Records for processing
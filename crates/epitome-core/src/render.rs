//! Message kinds and the size-bounded chunker
//!
//! Every user-visible message is one [`OutboundMessage`] variant. Rendering
//! produces the textual body, which is then split on line boundaries into
//! segments that fit the chat platform's per-message budget.

use serde::Serialize;
use uuid::Uuid;

use crate::feed::{Publication, Source};
use crate::session::{DeleteTarget, PendingAction, SourceCandidate};

/// Characters allowed in one chat message
pub const MESSAGE_BUDGET: usize = 2000;

/// Kind of interactive control a message can carry
#[derive(Debug, Clone, Copy, PartialEq, Eq, Serialize)]
#[serde(rename_all = "snake_case")]
pub enum ButtonStyle {
    Primary,
    Success,
    Danger,
}

#[derive(Debug, Clone, PartialEq, Eq, Serialize)]
pub struct SelectOption {
    pub label: String,
    pub value: String,
}

/// Interactive control attached to a message
#[derive(Debug, Clone, PartialEq, Eq, Serialize)]
#[serde(tag = "type", rename_all = "snake_case")]
pub enum Component {
    Button {
        custom_id: String,
        label: String,
        style: ButtonStyle,
    },
    SelectMenu {
        custom_id: String,
        placeholder: String,
        options: Vec<SelectOption>,
    },
}

/// One message segment as handed to the gateway
#[derive(Debug, Clone, PartialEq, Eq, Serialize)]
pub struct RenderedMessage {
    pub content: String,
    pub components: Vec<Component>,
}

/// Everything the bot can say
#[derive(Debug, Clone, PartialEq)]
pub enum OutboundMessage {
    Post {
        publication: Publication,
        matched_filters: Vec<String>,
    },
    Help,
    List {
        sources: Vec<Source>,
        filters: Vec<String>,
    },
    AddSourceConfirm {
        session_id: Uuid,
        candidates: Vec<SourceCandidate>,
        skipped: Vec<String>,
    },
    AddFilterConfirm {
        session_id: Uuid,
        names: Vec<String>,
        skipped: Vec<String>,
    },
    DeleteSelect {
        session_id: Uuid,
        targets: Vec<DeleteTarget>,
    },
    DeleteConfirm {
        session_id: Uuid,
        target: DeleteTarget,
    },
    SourcesAdded {
        names: Vec<String>,
    },
    FiltersAdded {
        names: Vec<String>,
    },
    Deleted {
        target: DeleteTarget,
    },
    Cancelled,
    TimedOut,
    Error {
        reason: String,
    },
}

impl OutboundMessage {
    /// Confirmation prompt for a pending action
    pub fn confirm(session_id: Uuid, action: PendingAction, skipped: Vec<String>) -> Self {
        match action {
            PendingAction::AddSources(candidates) => OutboundMessage::AddSourceConfirm {
                session_id,
                candidates,
                skipped,
            },
            PendingAction::AddFilters(names) => OutboundMessage::AddFilterConfirm {
                session_id,
                names,
                skipped,
            },
            PendingAction::Delete(target) => OutboundMessage::DeleteConfirm { session_id, target },
        }
    }

    /// Success acknowledgement for an applied action
    pub fn applied(action: PendingAction) -> Self {
        match action {
            PendingAction::AddSources(candidates) => OutboundMessage::SourcesAdded {
                names: candidates.into_iter().map(|c| c.name).collect(),
            },
            PendingAction::AddFilters(names) => OutboundMessage::FiltersAdded { names },
            PendingAction::Delete(target) => OutboundMessage::Deleted { target },
        }
    }

    pub fn error(reason: impl Into<String>) -> Self {
        OutboundMessage::Error {
            reason: reason.into(),
        }
    }

    pub fn kind(&self) -> &'static str {
        match self {
            OutboundMessage::Post { .. } => "post",
            OutboundMessage::Help => "help",
            OutboundMessage::List { .. } => "list",
            OutboundMessage::AddSourceConfirm { .. } => "add_source_confirm",
            OutboundMessage::AddFilterConfirm { .. } => "add_filter_confirm",
            OutboundMessage::DeleteSelect { .. } => "delete_select",
            OutboundMessage::DeleteConfirm { .. } => "delete_confirm",
            OutboundMessage::SourcesAdded { .. } => "sources_added",
            OutboundMessage::FiltersAdded { .. } => "filters_added",
            OutboundMessage::Deleted { .. } => "deleted",
            OutboundMessage::Cancelled => "cancelled",
            OutboundMessage::TimedOut => "timed_out",
            OutboundMessage::Error { .. } => "error",
        }
    }

    /// Text body, before chunking
    pub fn body(&self) -> String {
        match self {
            OutboundMessage::Post {
                publication,
                matched_filters,
            } => render_post(publication, matched_filters),
            OutboundMessage::Help => HELP_TEXT.to_string(),
            OutboundMessage::List { sources, filters } => render_list(sources, filters),
            OutboundMessage::AddSourceConfirm {
                candidates, skipped, ..
            } => {
                let mut lines = vec!["**Add sources**".to_string(), "You are about to follow:".to_string()];
                lines.extend(candidates.iter().map(|c| format!("> {} <{}>", c.name, c.url)));
                push_skipped(&mut lines, skipped);
                lines.join("\n")
            }
            OutboundMessage::AddFilterConfirm { names, skipped, .. } => {
                let mut lines = vec![
                    "**Add filters**".to_string(),
                    "Only publications mentioning one of these words will be posted here:".to_string(),
                ];
                lines.extend(names.iter().map(|n| format!("> {}", n)));
                push_skipped(&mut lines, skipped);
                lines.join("\n")
            }
            OutboundMessage::DeleteSelect { targets, .. } => {
                let mut lines = vec![
                    "**Delete**".to_string(),
                    "Several saved items match. Pick the one to delete:".to_string(),
                ];
                lines.extend(
                    targets
                        .iter()
                        .enumerate()
                        .map(|(i, t)| format!("{}. {}", i + 1, t.label())),
                );
                lines.join("\n")
            }
            OutboundMessage::DeleteConfirm { target, .. } => {
                format!("**Delete**\nYou are about to delete:\n> {}", target.label())
            }
            OutboundMessage::SourcesAdded { names } => format!(
                "**Sources added**\n{}\nNew publications will be shared in this channel. Use `/list` to review followed sources.",
                names.join(", ")
            ),
            OutboundMessage::FiltersAdded { names } => {
                format!("**Filters added**\n{}", names.join(", "))
            }
            OutboundMessage::Deleted { target } => match target {
                DeleteTarget::Source { name, .. } => format!(
                    "**Source deleted**\n{} will no longer be posted in this channel.",
                    name
                ),
                DeleteTarget::Filter { name } => format!("**Filter deleted**\n{}", name),
            },
            OutboundMessage::Cancelled => "**Procedure cancelled**".to_string(),
            OutboundMessage::TimedOut => {
                "**Procedure expired**\nNo answer was received in time; nothing was changed.".to_string()
            }
            OutboundMessage::Error { reason } => {
                format!("**Error**\nSomething went wrong.\nReason: \"{}\"", reason)
            }
        }
    }

    /// Interactive controls, carried by the first segment only
    pub fn components(&self) -> Vec<Component> {
        match self {
            OutboundMessage::AddSourceConfirm { session_id, .. }
            | OutboundMessage::AddFilterConfirm { session_id, .. }
            | OutboundMessage::DeleteConfirm { session_id, .. } => confirm_buttons(*session_id),
            OutboundMessage::DeleteSelect { session_id, targets } => vec![Component::SelectMenu {
                custom_id: component_id("select", *session_id),
                placeholder: "Item to delete".to_string(),
                options: targets
                    .iter()
                    .enumerate()
                    .map(|(i, t)| SelectOption {
                        label: truncate_chars(&t.label(), 100),
                        value: i.to_string(),
                    })
                    .collect(),
            }],
            _ => Vec::new(),
        }
    }

    /// Render into ordered segments no longer than `budget` characters
    pub fn render(&self, budget: usize) -> Vec<RenderedMessage> {
        let mut components = Some(self.components());
        chunk(&self.body(), budget)
            .into_iter()
            .map(|content| RenderedMessage {
                content,
                components: components.take().unwrap_or_default(),
            })
            .collect()
    }
}

const HELP_TEXT: &str = "**Epitome here**
I keep this channel up to date with the news sources you follow. Tell me what to follow and I will post the latest publications here.

Commands:
- `/add-source <urls>` follow one or more feeds
- `/add-filter <words>` only post publications mentioning one of these words
- `/delete <name>` stop following a source or remove a filter
- `/list` list followed sources and filters
- `/cancel` cancel the procedure in progress
- `/help` show this message";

Problem details
Every line above that holds "DeleteTarget" should be tallied; answer with the total alone.

Exercise response
6